Plastic surgery patients trust their surgeons to deliver safe procedures and honest assessments of realistic outcomes. When that trust is broken through negligence, patients may suffer disfigurement, chronic pain, infection, or the need for costly corrective procedures. Florida law allows patients to pursue medical malpractice claims against plastic surgeons who fail to meet professional standards, but not every disappointing outcome qualifies as malpractice.
The distinction between negligence and an accepted surgical risk is often the central question in plastic surgery malpractice cases. Understanding this distinction, along with Florida’s specific legal requirements, is essential for anyone considering a lawsuit against a plastic surgeon.
What Makes a Plastic Surgery Outcome Medical Malpractice?
The Difference Between Negligence and Known Complications
All surgical procedures carry inherent risks. According to the American Society of Plastic Surgeons (2018), outpatient plastic surgery has an overall complication rate of 0.98%, with hematoma accounting for over 80% of complications requiring a return to the operating room. Infection occurs in approximately 0.06% of cases, and blood clot complications occur in 0.05%.
These complications can occur even when a surgeon performs the procedure correctly. A complication that falls within the known risks of a properly performed procedure is generally not malpractice. Malpractice occurs when the surgeon’s conduct falls below the prevailing professional standard of care and that substandard care causes injury.

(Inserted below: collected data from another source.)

#[cfg(test)]
mod tests {
    use super::*;
    use crate::ecs::{layers, EntityType};

    fn boxed(x: f32, y: f32, w: f32, h: f32) -> Entity {
        Entity::new(EntityType::ENTITY, Vec2::new(x, y))
            .with_size(w, h)
            .solid(layers::ALL, layers::ALL)
    }

    #[test]
    fn test_layer_filter_is_mutual() {
        let enemy = boxed(0.0, 0.0, 16.0, 16.0).solid(layers::ENEMY, layers::PLAYER);
        let player = boxed(0.0, 0.0, 16.0, 16.0).solid(layers::PLAYER, layers::ENEMY);
        let item = boxed(0.0, 0.0, 16.0, 16.0).solid(layers::ITEM, layers::PLAYER);
        assert!(can_collide(&enemy, &player));
        // The item accepts players, but players do not accept items
        assert!(!can_collide(&item, &player));
        assert!(!can_collide(&player, &item));
    }

    #[test]
    fn test_touching_edges_do_not_collide() {
        let a = boxed(0.0, 0.0, 10.0, 10.0);
        let b = boxed(10.0, 0.0, 10.0, 10.0);
        assert!(!test_collision(&a, &b));
        assert!(resolve_pair(&a, &b).is_none());
    }

    #[test]
    fn test_smaller_axis_chosen() {
        let a = boxed(0.0, 0.0, 10.0, 10.0);
        let b = boxed(8.0, 3.0, 10.0, 10.0);
        let r = resolve_pair(&a, &b).unwrap();
        assert_eq!(r.axis, Axis::X);
        assert_eq!(r.penetration, 2.0);
        assert_eq!(r.shift_a, Vec2::new(-1.0, 0.0));
        assert_eq!(r.shift_b, Vec2::new(1.0, 0.0));

        let c = boxed(3.0, 8.0, 10.0, 10.0);
        let r = resolve_pair(&a, &c).unwrap();
        assert_eq!(r.axis, Axis::Y);
        assert_eq!(r.shift_a, Vec2::new(0.0, -1.0));
    }

    #[test]
    fn test_mass_weighting() {
        let light = boxed(0.0, 0.0, 10.0, 10.0).with_mass(1.0);
        let heavy = boxed(6.0, 0.0, 10.0, 10.0).with_mass(3.0);
        let r = resolve_pair(&light, &heavy).unwrap();
        assert_eq!(r.shift_a, Vec2::new(-3.0, 0.0));
        assert_eq!(r.shift_b, Vec2::new(1.0, 0.0));
    }

    #[test]
    fn test_dynamic_pair_swaps_axis_velocity() {
        let a = boxed(0.0, 0.0, 10.0, 10.0).with_velocity(Vec2::new(5.0, 1.0));
        let b = boxed(8.0, 0.0, 10.0, 10.0).with_velocity(Vec2::new(-2.0, 7.0));
        let r = resolve_pair(&a, &b).unwrap();
        assert_eq!(r.vel_a, Vec2::new(-2.0, 1.0));
        assert_eq!(r.vel_b, Vec2::new(5.0, 7.0));
    }

    #[test]
    fn test_static_side_reflects_with_bounciness() {
        let wall = boxed(0.0, 0.0, 10.0, 100.0).as_static();
        let ball = boxed(8.0, 40.0, 10.0, 10.0)
            .with_velocity(Vec2::new(-10.0, 3.0))
            .with_bounciness(0.5);
        let r = resolve_pair(&wall, &ball).unwrap();
        assert_eq!(r.shift_a, Vec2::ZERO);
        assert_eq!(r.shift_b, Vec2::new(2.0, 0.0));
        assert_eq!(r.vel_a, Vec2::ZERO);
        assert_eq!(r.vel_b, Vec2::new(5.0, 3.0));
    }

    #[test]
    fn test_triggers_and_static_pairs_unresolved() {
        let a = boxed(0.0, 0.0, 10.0, 10.0);
        let trigger = boxed(5.0, 5.0, 10.0, 10.0).as_trigger();
        assert!(test_collision(&a, &trigger));
        assert!(resolve_pair(&a, &trigger).is_none());

        let s1 = boxed(0.0, 0.0, 10.0, 10.0).as_static();
        let s2 = boxed(5.0, 5.0, 10.0, 10.0).as_static();
        assert!(resolve_pair(&s1, &s2).is_none());
    }

    fn world() -> (EntityRegistry, CollisionResolver, EntityId, EntityId, EntityId) {
        let mut registry = EntityRegistry::new();
        let near = registry.add(boxed(40.0, 0.0, 10.0, 10.0).as_static().solid(layers::WALL, layers::ALL));
        let far = registry.add(boxed(100.0, -5.0, 20.0, 20.0).as_static().solid(layers::ENEMY, layers::ALL));
        let trigger = registry.add(boxed(70.0, 0.0, 10.0, 10.0).as_trigger().solid(layers::TRIGGER, layers::ALL));
        let mut resolver = CollisionResolver::new(16.0);
        resolver.rebuild(&registry);
        (registry, resolver, near, far, trigger)
    }

    #[test]
    fn test_raycast_sorted_and_masked() {
        let (registry, resolver, near, far, _) = world();
        let hits = resolver.raycast(&registry, Vec2::new(0.0, 5.0), Vec2::new(3.0, 0.0), 200.0, layers::ALL);
        let ids: Vec<_> = hits.iter().map(|h| h.entity).collect();
        assert_eq!(ids, vec![near, far]);
        assert_eq!(hits[0].distance, 40.0);

        let walls = resolver.raycast(&registry, Vec2::new(0.0, 5.0), Vec2::X, 200.0, layers::ENEMY);
        assert_eq!(walls.len(), 1);
        assert_eq!(walls[0].entity, far);
    }

    #[test]
    fn test_raycast_respects_limits() {
        let (registry, resolver, _, _, _) = world();
        assert!(resolver.raycast(&registry, Vec2::new(0.0, 5.0), Vec2::X, 30.0, layers::ALL).is_empty());
        assert!(resolver.raycast(&registry, Vec2::new(0.0, 5.0), Vec2::ZERO, 200.0, layers::ALL).is_empty());

        let capped = resolver.clone().with_max_ray_steps(3);
        assert!(capped.raycast(&registry, Vec2::new(0.0, 5.0), Vec2::X, 200.0, layers::ALL).is_empty());
    }

    #[test]
    fn test_point_and_region_queries() {
        let (registry, resolver, near, far, trigger) = world();
        assert_eq!(resolver.point_in_solid(&registry, Vec2::new(45.0, 5.0), layers::ALL), Some(near));
        assert_eq!(resolver.point_in_solid(&registry, Vec2::new(75.0, 5.0), layers::ALL), None);
        assert_eq!(resolver.point_in_solid(&registry, Vec2::new(45.0, 5.0), layers::ENEMY), None);

        let region = resolver.query_rect(&registry, &Bounds::new(30.0, 0.0, 110.0, 10.0), layers::ALL);
        assert_eq!(region.len(), 3);
        assert!(region.contains(&near) && region.contains(&far) && region.contains(&trigger));

        let enemies = resolver.query_rect(&registry, &Bounds::new(0.0, 0.0, 500.0, 500.0), layers::ENEMY);
        assert_eq!(enemies, vec![far]);
    }
}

The question is not whether something went wrong but whether the surgeon did something wrong.
Understanding Florida’s Standard of Care for Plastic Surgeons
Under Fla. Stat. § 766.102, Florida holds medical professionals to “that level of care, skill, and treatment which, in light of all relevant surrounding circumstances, is recognized as acceptable and appropriate by reasonably prudent similar health care providers.”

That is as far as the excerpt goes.